From big transformations to minor changes, one thing has stood out to me over the last few years: how little we understand the context of what we’re working within today. I think the reason for this is twofold: (1) we haven’t been invited (or prompted) to be be curious enough about it, and (2) much of this context without precedent. This blog is designed to be both invitation and context forming.

I have almost 25 years’ experience working with small and big businesses as a leader, advisor, strategist and effector of systemic change. My areas of focus include business model transformation, capability creation, cultural nudging, people strategies and strategic organisational alignment. I am fortunate to be able to see the questions that organisational leaders are asking themselves, and the ones they’re not. This blog is about both.

Some people call the set of shifts taking place today the “fourth industrial revolution”. If you’re not familiar with this term, my aim is to start to create a map from which you can decide for yourself what it means to you. You can also read more about how others describe the fourth industrial revolution and its various elements here.

The powerful forces working in interoperable ways to bring about the fourth industrial revolution include among other things: unimaginable waves of data; a increasing pace of technology development; intricate connectedness giving rise to the Internet of Things; the changing deployment of financial capital into businesses rich in intangible assets. Other forms of capital are caught up in this societal shift too.

You can see evidence of the fourth industrial revolution in small things: the fact that work is changing, for example. What people and organisations produce is changing. Most leaders recognise that services and experiences are just as, if not more important, than what we used to call products. Where and when we work is changing: we demand flexibility because, at least for the global elite, flexibility in many forms is now more possible than ever in our connected world. Even what we call ‘work’ is different. We have come to use crude terms like ‘knowledge workers’ to signal that what people know often matters more than manual labour. The term ‘knowledge workers’ doesn’t come close to describing what’s happening, in my view. But most of us know we need more education and more continuous education than we did in the past to do the work that’s on offer in our local ‘hood. Even truck driving might be desk job in a future of autonomous vehicles.

For organisations, being competitive or staying relevant now requires serious diversity of thought, relentless innovation, boundary-bridging teams and systemic, agile collaboration, even if many of our organisations still haven’t adjusted to this reality. Sure, like you I hear that these are the espoused values of many organisations today. But how many have remade themselves from top to bottom in full recognition of what it takes to bring this to life? Very few, I’d argue. Most businesses are still trying to find their customer and that customer’s ‘job to be done’. They do little more than shuffle deck chairs in an effort to “reorganise’ themselves around the shifting world of work. I’d argue that the vast majority of current organisational practice and management thinking is damaging rather than helpful to the organisation, as well as to the people who make up and rely on that organisation’s ecosystem. 
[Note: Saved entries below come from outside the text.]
//! Legend box: sizing, placement and drawing.

use crate::components::{Component, ComponentKind};
use crate::layout::LegendLoc;
use crate::render::defaults::LEGEND_LINE_HEIGHT;
use crate::render::{
    Drawing, FillStyle, Halign, PathMarkers, StrokeStyle, TextMetrics, TextStyle, Valign,
};
use crate::style::{Color, Style, Theme};
use crate::types::{Point, Size, ViewBox, pt};

/// One listed component, with the style it is drawn in
pub(crate) struct LegendEntry<'a> {
    pub name: &'a str,
    pub style: Style,
    pub stroke: StrokeStyle,
    pub square: bool,
}

impl<'a> LegendEntry<'a> {
    /// Entry for a named component, `None` for unnamed ones
    pub fn new(component: &'a ComponentKind, theme: &Theme, cycle: &Color) -> Option<Self> {
        let name = component.common().name.as_deref().filter(|n| !n.is_empty())?;
        let style = component.resolved_style(theme, cycle);
        Some(LegendEntry {
            name,
            stroke: component.legend_stroke(&style),
            square: component.has_square_legend_glyph(),
            style,
        })
    }
}

fn text_style(theme: &Theme, halign: Halign) -> TextStyle {
    TextStyle::new(&theme.legend_text, halign, Valign::Baseline)
}

/// Device size of the legend box; zero when nothing is listed
pub(crate) fn legend_size<M: TextMetrics + ?Sized>(
    entries: &[LegendEntry<'_>],
    theme: &Theme,
    metrics: &M,
) -> Size {
    if entries.is_empty() {
        return Size::ZERO;
    }
    let legend = &theme.legend;
    let markw = legend.radius;
    let square = markw / 4.0;
    let style = text_style(theme, Halign::Left);

    let width = entries
        .iter()
        .map(|entry| {
            let glyph = if entry.square { square * 2.0 } else { markw };
            glyph + metrics.text_size(entry.name, &style).width + legend.pad * 2.0
        })
        .fold(0.0, f64::max);
    let height = legend.pad + entries.len() as f64 * theme.legend_text.font_size * LEGEND_LINE_HEIGHT;
    Size::new(width, height)
}

/// Top edge and right edge of the legend box, or `None` when it is hidden.
///
/// `ylabel_width` is the widest y tick label, so a left legend clears the labels.
pub(crate) fn legend_anchor(
    loc: LegendLoc,
    diagbox: ViewBox,
    size: Size,
    ylabel_width: f64,
    theme: &Theme,
) -> Option<(f64, f64)> {
    let (legend, tick) = (&theme.legend, &theme.tick_x);
    let margin = legend.margin + legend.stroke_width;
    let (top, right) = (diagbox.top(), diagbox.right());
    let anchor = match loc {
        LegendLoc::None => return None,
        LegendLoc::Left => (
            top,
            diagbox.x - tick.height - ylabel_width - tick.margin * 2.0 + legend.stroke_width,
        ),
        LegendLoc::Right => (top, right + size.width + margin - legend.stroke_width * 4.0),
        LegendLoc::TopRight => (top - margin, right - margin),
        LegendLoc::BottomLeft => (diagbox.y + size.height + margin, diagbox.x + size.width + margin),
        LegendLoc::BottomRight => (diagbox.y + size.height + legend.margin, right - margin),
        LegendLoc::TopLeft => (top - margin, diagbox.x + size.width + margin),
    };
    Some(anchor)
}

/// Legend placement around quadrant axes, which leave room for the axis arrows
pub(crate) fn quad_legend_anchor(
    loc: LegendLoc,
    diagbox: ViewBox,
    size: Size,
    theme: &Theme,
) -> Option<(f64, f64)> {
    let legend = &theme.legend;
    let arrow = legend.edge_width * 3.0;
    let pad = legend.pad;
    let (top, right) = (diagbox.top(), diagbox.right());
    let anchor = match loc {
        LegendLoc::None => return None,
        LegendLoc::Left => (top, diagbox.x - arrow + legend.edge_width),
        LegendLoc::Right => (top, right + size.width + arrow),
        LegendLoc::TopRight => (top - pad, right - pad),
        LegendLoc::BottomLeft => (diagbox.y + size.height + pad, diagbox.x + size.width + pad),
        LegendLoc::BottomRight => (diagbox.y + size.height + pad, right - pad),
        LegendLoc::TopLeft => (top - pad, diagbox.x + size.width + pad),
    };
    Some(anchor)
}

/// Draw the legend box with its top edge at `ytop` and right edge at `xright`
pub(crate) fn draw_legend(
    drawing: &mut dyn Drawing,
    entries: &[LegendEntry<'_>],
    (ytop, xright): (f64, f64),
    size: Size,
    theme: &Theme,
) {
    let legend = &theme.legend;
    let font_size = theme.legend_text.font_size;
    let markw = legend.radius;
    let square = markw / 4.0;
    let pad = legend.pad;

    let boxl = xright - size.width;
    drawing.rect(
        ViewBox::new(boxl, ytop - size.height, size.width, size.height),
        &FillStyle::new(legend.color.clone()),
        &StrokeStyle::new(legend.edge_color.clone(), legend.stroke_width),
    );

    let text = text_style(theme, Halign::Left);
    let mut yytext = ytop - font_size;
    for entry in entries {
        if entry.square {
            drawing.text(pt(boxl + square + pad * 2.0, yytext), entry.name, &text);
            drawing.rect(
                ViewBox::new(boxl + pad, yytext, square, square),
                &FillStyle::new(entry.style.color.clone()),
                &StrokeStyle::edge(&entry.style),
            );
        } else {
            drawing.text(pt(xright - size.width + markw, yytext), entry.name, &text);
            let yline = yytext + font_size / 3.0;
            let sample: [Point; 3] = [
                pt(boxl - pad * 2.0, yline),
                pt(boxl + markw / 2.0, yline),
                pt(boxl + markw + pad * 2.0, yline),
            ];
            let markers = match entry.style.marker {
                Some(shape) => PathMarkers::every(drawing.define_marker(
                    shape,
                    entry.style.radius,
                    &entry.style.color,
                    &StrokeStyle::edge(&entry.style),
                    false,
                )),
                None => PathMarkers::default(),
            };
            drawing.clip(Some(ViewBox::new(
                boxl + pad,
                ytop - size.height,
                markw - pad * 2.0,
                size.height,
            )));
            drawing.path(&sample, &entry.stroke, &markers);
            drawing.clip(None);
        }
        yytext -= font_size * LEGEND_LINE_HEIGHT;
    }
}

#[cfg(test)]
mod tests {
    use super::*;
    use crate::components::{Bars, ComponentExt, PolyLine};
    use crate::render::{Primitive, Recorder};
    use crate::render::text::estimate_text_size;

    fn line(name: &str) -> ComponentKind {
        PolyLine::new(vec![0.0, 1.0], vec![0.0, 1.0]).unwrap().name(name).into()
    }

    // ==================== Size tests ====================

    #[test]
    fn size_from_widest_entry() {
        let theme = Theme::default();
        let kinds = [line("a"), line("longer name")];
        let entries: Vec<_> = kinds
            .iter()
            .filter_map(|c| LegendEntry::new(c, &theme, &Color::BLACK))
            .collect();
        let rec = Recorder::new();
        let size = legend_size(&entries, &theme, &rec);

        let text = estimate_text_size("longer name", 14.0, theme.legend_text.font);
        assert_eq!(size.width, 40.0 + text.width + 8.0);
        assert!((size.height - (4.0 + 2.0 * 14.0 * 1.2)).abs() < 1e-9);
    }

    #[test]
    fn unnamed_components_are_not_listed() {
        let theme = Theme::default();
        let unnamed: ComponentKind = PolyLine::new(vec![0.0], vec![0.0]).unwrap().into();
        assert!(LegendEntry::new(&unnamed, &theme, &Color::BLACK).is_none());
        assert_eq!(legend_size(&[], &theme, &Recorder::new()), Size::ZERO);
    }

    #[test]
    fn square_glyph_is_narrower() {
        let theme = Theme::default();
        let bars: ComponentKind = Bars::new(vec![1.0], vec![1.0]).unwrap().name("a").into();
        let entry = LegendEntry::new(&bars, &theme, &Color::BLACK).unwrap();
        assert!(entry.square);
        let size = legend_size(&[entry], &theme, &Recorder::new());
        let text = estimate_text_size("a", 14.0, theme.legend_text.font);
        assert_eq!(size.width, 20.0 + text.width + 8.0);
    }

    // ==================== Placement tests ====================

    #[test]
    fn anchors_around_the_data_box() {
        let theme = Theme::default();
        let diag = ViewBox::new(50.0, 30.0, 400.0, 300.0);
        let size = Size::new(60.0, 40.0);
        assert_eq!(legend_anchor(LegendLoc::None, diag, size, 0.0, &theme), None);
        assert_eq!(
            legend_anchor(LegendLoc::TopRight, diag, size, 0.0, &theme),
            Some((330.0 - 9.0, 450.0 - 9.0))
        );
        assert_eq!(
            legend_anchor(LegendLoc::Left, diag, size, 20.0, &theme),
            Some((330.0, 50.0 - 9.0 - 20.0 - 8.0 + 1.0))
        );
        assert_eq!(
            quad_legend_anchor(LegendLoc::BottomLeft, diag, size, &theme),
            Some((30.0 + 40.0 + 4.0, 50.0 + 60.0 + 4.0))
        );
    }

    // ==================== Drawing tests ====================

    #[test]
    fn line_entries_are_clipped_samples() {
        let theme = Theme::default();
        let kinds = [line("first"), line("second")];
        let entries: Vec<_> = kinds
            .iter()
            .filter_map(|c| LegendEntry::new(c, &theme, &Color::Rgb(1, 2, 3)))
            .collect();
        let mut rec = Recorder::new();
        let size = Size::new(100.0, 40.0);
        draw_legend(&mut rec, &entries, (200.0, 300.0), size, &theme);

        assert_eq!(rec.texts(), vec!["first", "second"]);
        let clips = rec.count(|p| matches!(p, Primitive::Clip(Some(_))));
        assert_eq!(clips, 2);
        assert_eq!(rec.paths()[0][0], pt(200.0 - 8.0, 186.0 + 14.0 / 3.0));
        assert_eq!(rec.path_colors(), vec![&Color::Rgb(1, 2, 3); 2]);
    }
}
The implications of this set of changes reach right across the global socio-economic seas, flooding former islands of biology, identity and belief and disregarding things we used to call shorelines. What’s changing is everything, and we’re barely keeping up.
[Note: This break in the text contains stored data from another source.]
#[cfg(test)]
mod tests {
    use super::*;
    use crate::components::{Bars, ComponentExt, InfiniteLine, PolyLine, Scatter};
    use crate::render::{Primitive, Recorder};

    fn line(x: Vec<f64>, y: Vec<f64>) -> PolyLine {
        PolyLine::new(x, y).unwrap()
    }

    fn render(diagram: &Diagram) -> Recorder {
        let mut rec = Recorder::new();
        diagram
            .render(&mut rec, ViewBox::new(0.0, 0.0, 600.0, 400.0))
            .unwrap();
        rec
    }

    // ==================== Data range tests ====================

    #[test]
    fn range_aggregates_components() {
        let mut d = Diagram::graph();
        d.add(line(vec![0.0, 10.0], vec![1.0, 2.0]))
            .add(line(vec![-5.0, 3.0], vec![0.0, 4.0]));
        assert_eq!(d.datarange(), Extent::new(-5.0, 10.0, 0.0, 4.0));
    }

    #[test]
    fn empty_and_flat_ranges_widen() {
        assert_eq!(Diagram::graph().datarange(), Extent::new(-1.0, 1.0, -1.0, 1.0));
        let mut d = Diagram::graph();
        d.add(line(vec![2.0, 2.0], vec![3.0, 5.0]));
        assert_eq!(d.datarange(), Extent::new(1.0, 3.0, 3.0, 5.0));
    }

    #[test]
    fn unbounded_axes_do_not_constrain() {
        let mut d = Diagram::graph();
        d.add(line(vec![0.0, 4.0], vec![0.0, 1.0]))
            .add(InfiniteLine::horizontal(8.0));
        assert_eq!(d.datarange(), Extent::new(0.0, 4.0, 0.0, 8.0));
    }

    #[test]
    fn overrides_replace_the_data_range() {
        let mut d = Diagram::graph();
        d.add(line(vec![0.0, 4.0], vec![0.0, 1.0])).xrange(-2.0, 2.0);
        d.yrange(5.0, 6.0).unwrap();
        assert_eq!(d.datarange(), Extent::new(-2.0, 2.0, 5.0, 6.0));
    }

    #[test]
    fn flat_overrides_widen_like_data() {
        let mut d = Diagram::graph();
        d.add(line(vec![0.0, 4.0], vec![0.0, 1.0])).xrange(3.0, 3.0);
        d.yrange(-2.0, -2.0).unwrap();
        assert_eq!(d.datarange(), Extent::new(2.0, 4.0, -3.0, -1.0));
        let ticks = d.ticks();
        assert!(ticks.x.range.0 <= 2.0 && ticks.x.range.1 >= 4.0);
    }

    #[test]
    fn cache_is_invalidated_by_add() {
        let mut d = Diagram::graph();
        d.add(line(vec![0.0, 1.0], vec![0.0, 1.0]));
        assert_eq!(d.datarange().xmax, 1.0);
        d.add(line(vec![0.0, 9.0], vec![0.0, 1.0]));
        assert_eq!(d.datarange().xmax, 9.0);
    }

    #[test]
    fn quad_range_includes_origin() {
        let mut d = Diagram::quad();
        d.add(line(vec![2.0, 4.0], vec![-3.0, -1.0]));
        assert_eq!(d.datarange(), Extent::new(0.0, 4.0, -3.0, 0.0));

        let mut d = Diagram::quad_centered();
        d.add(line(vec![2.0, 4.0], vec![-3.0, -1.0]));
        assert_eq!(d.datarange(), Extent::new(-4.0, 4.0, -3.0, 3.0));
    }

    #[test]
    fn log_range_falls_back_for_non_positive() {
        let mut d = Diagram::log(true, true);
        d.add(line(vec![-1.0, 1000.0], vec![10.0, 100.0]));
        assert_eq!(d.datarange(), Extent::new(0.0, 3.0, 1.0, 2.0));
    }

    #[test]
    fn polar_radius_is_largest_bound() {
        let mut d = Diagram::polar();
        d.add(line(vec![-7.0, 2.0], vec![0.0, 3.0]));
        assert_eq!(d.datarange().xmax, 7.0);
        assert_eq!(d.yrange(0.0, 1.0).unwrap_err(), ConfigError::PolarThetaRange);
    }

    // ==================== Tick tests ====================

    #[test]
    fn graph_ticks_are_padded() {
        let mut d = Diagram::graph();
        d.add(line(vec![0.0, 97.0], vec![0.0, 1.0]));
        let ticks = d.ticks();
        assert_eq!(ticks.x.positions, vec![0.0, 20.0, 40.0, 60.0, 80.0, 100.0]);
        assert_eq!(ticks.x.range, (-4.0, 104.0));
    }

    #[test]
    fn quad_ticks_are_not_padded() {
        let mut d = Diagram::quad();
        d.add(line(vec![0.0, 97.0], vec![0.0, 1.0]));
        assert_eq!(d.ticks().x.range, (0.0, 100.0));
    }

    #[test]
    fn log_ticks_label_decades() {
        let mut d = Diagram::log(false, true);
        d.add(line(vec![0.0, 1.0], vec![1.0, 1000.0]));
        assert_eq!(d.ticks().y.labels, vec!["1", "10", "100", "1000"]);
    }

    #[test]
    fn manual_names_must_match_values() {
        let mut d = Diagram::graph();
        let err = d
            .xticks(vec![0.0, 1.0], Some(vec!["a".into()]), None)
            .unwrap_err();
        assert!(matches!(err, ConfigError::MismatchedLengths { left: 2, right: 1, .. }));
    }

    // ==================== Color tests ====================

    #[test]
    fn explicit_colors_do_not_advance_the_cycle() {
        let red = Color::Rgb(255, 0, 0);
        let mut d = Diagram::graph();
        d.add(line(vec![0.0], vec![0.0]))
            .add(line(vec![0.0], vec![0.0]).color(red))
            .add(InfiniteLine::vertical(1.0))
            .add(crate::components::CircleShape::new(pt(0.0, 0.0), 1.0))
            .add(line(vec![0.0], vec![0.0]));
        let colors = d.cycle_colors();
        let cycle = &d.get_theme().cycle;
        assert_eq!(colors[0], cycle.color(0, 4));
        assert_eq!(colors[1], Color::None);
        assert_eq!(colors[2], cycle.color(1, 4));
        assert_eq!(colors[3], Color::None);
        assert_eq!(colors[4], cycle.color(2, 4));
    }

    #[test]
    fn fade_replaces_the_cycle() {
        let mut d = Diagram::graph();
        d.add(line(vec![0.0], vec![0.0])).add(line(vec![0.0], vec![0.0]));
        d.color_fade(&[Color::Rgb(0, 0, 0), Color::Rgb(100, 100, 100)], None)
            .unwrap();
        assert_eq!(
            d.cycle_colors(),
            vec![Color::Rgb(0, 0, 0), Color::Rgb(100, 100, 100)]
        );
    }

    // ==================== Border tests ====================

    #[test]
    fn graph_borders_leave_room_for_labels() {
        let mut d = Diagram::graph();
        d.add(line(vec![0.0, 1.0], vec![0.0, 1.0]));
        let rec = Recorder::new();
        let b = d.borders(&rec);
        assert_eq!(b.left, d.ylabel_width(&rec) + 9.0 + 4.0);
        assert_eq!(b.bottom, 9.0 + 13.0 + 4.0);
        assert!(d.is_box_framed());
    }

    #[test]
    fn legend_size_counts_named_components() {
        let mut d = Diagram::graph();
        d.add(line(vec![0.0], vec![0.0]).name("one"))
            .add(line(vec![0.0], vec![0.0]))
            .add(Bars::new(vec![0.0], vec![1.0]).unwrap().name("two"));
        let size = d.legend_size(&Recorder::new());
        assert!((size.height - (4.0 + 2.0 * 14.0 * 1.2)).abs() < 1e-9);
        d.legend(LegendLoc::None);
        assert_eq!(d.legend_size(&Recorder::new()), Size::ZERO);
    }

    #[test]
    fn plain_and_polar_borders() {
        let mut d = Diagram::plain();
        assert_eq!(d.borders(&Recorder::new()), Borders::default());
        d.title("T");
        assert_eq!(d.borders(&Recorder::new()).top, 22.0);
        assert_eq!(Diagram::polar().borders(&Recorder::new()), Borders::default());
        assert!(!Diagram::polar().is_box_framed());
    }

    // ==================== Render tests ====================

    #[test]
    fn graph_draw_order() {
        let mut d = Diagram::graph();
        d.title("Title")
            .add(line(vec![0.0, 1.0], vec![0.0, 1.0]).name("data"));
        let rec = render(&d);
        let prims = rec.primitives();

        // Frame fill first, then the L-shaped edge
        assert!(matches!(prims[0], Primitive::Rect { .. }));
        let title = prims
            .iter()
            .position(|p| matches!(p, Primitive::Text { text, .. } if text == "Title"))
            .unwrap();
        let clip = prims
            .iter()
            .position(|p| matches!(p, Primitive::Clip(Some(_))))
            .unwrap();
        assert!(title < clip);
        assert_eq!(rec.texts().last(), Some(&"data"));
    }

    #[test]
    fn components_are_clipped_to_the_data_area() {
        let mut d = Diagram::graph();
        d.add(Scatter::new(vec![0.0, 1.0], vec![0.0, 1.0]).unwrap());
        let rec = render(&d);
        let clips: Vec<_> = rec
            .primitives()
            .iter()
            .filter_map(|p| match p {
                Primitive::Clip(area) => Some(*area),
                _ => None,
            })
            .collect();
        assert_eq!(clips.len(), 2);
        assert!(clips[0].is_some());
        assert_eq!(clips[1], None);
    }

    #[test]
    fn non_finite_canvas_is_rejected() {
        let mut rec = Recorder::new();
        let err = Diagram::graph()
            .render(&mut rec, ViewBox::new(0.0, 0.0, f64::NAN, 10.0))
            .unwrap_err();
        assert_eq!(err, RenderError::NonFiniteViewBox);
    }

    #[test]
    fn size_must_be_positive() {
        let mut d = Diagram::graph();
        assert!(d.size(0.0, 100.0).is_err());
        d.size(300.0, 200.0).unwrap();
        assert_eq!(d.canvas_size(), Size::new(300.0, 200.0));
    }
}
As the lines blur between biology and technology, between organisations and ecosystems, between who we thought we were and what we are becoming, we need fearless navigators and courageous travellers to help us stay curious about the fourth industrial revolution and what this tide is washing in to our shores – not just at the micro level, but also the macro shifts that are pushing against privacy, politics, ethics and the fabric of our community.

What’s happening around us is not all that it seems. Already there are shipwrecks and casualties due to the fact that our second and third industrial vessels are ill-equipped for this new world. Do you not wonder whether employee engagement is one of these shipwrecks, challenged as this is in organisations around the world? And what’s happened to psychological safety in most large corporations? Could it be that management systems are failing us at a fundamental level through their second and third industrial approaches to how things work? There are many more such storms and high seas to sail through, which this blog aims to navigate.

As someone who works closely with organisations both large and small, leading strategy, transformation and change, my work takes me to the frontier of the fourth industrial revolution. You might be working there too. Like you, I see all kinds of change: some engineered by design, yet much that is simply the unforeseen consequence of dynamic fourth industrial reframing. I’m constantly searching for what works better and makes more sense in this fourth industrial context, which is quite unlike anything we’ve seen before.

So what should you expect of this blog? I have adopted the mantle of (self-described) organisational anthropologist in order to share my experiences and (with their permission) those of others who are operating at the frontier. You’ll find stories from my work in the field, long-form observations and reflections, brief tips designed to help you experiment in your own sandpit, reviews of books and podcasts and much more from the edges of our new world.

I hope you enjoy these posts. Can’t wait to meet you on the trail and exchange a fireside yarn or two.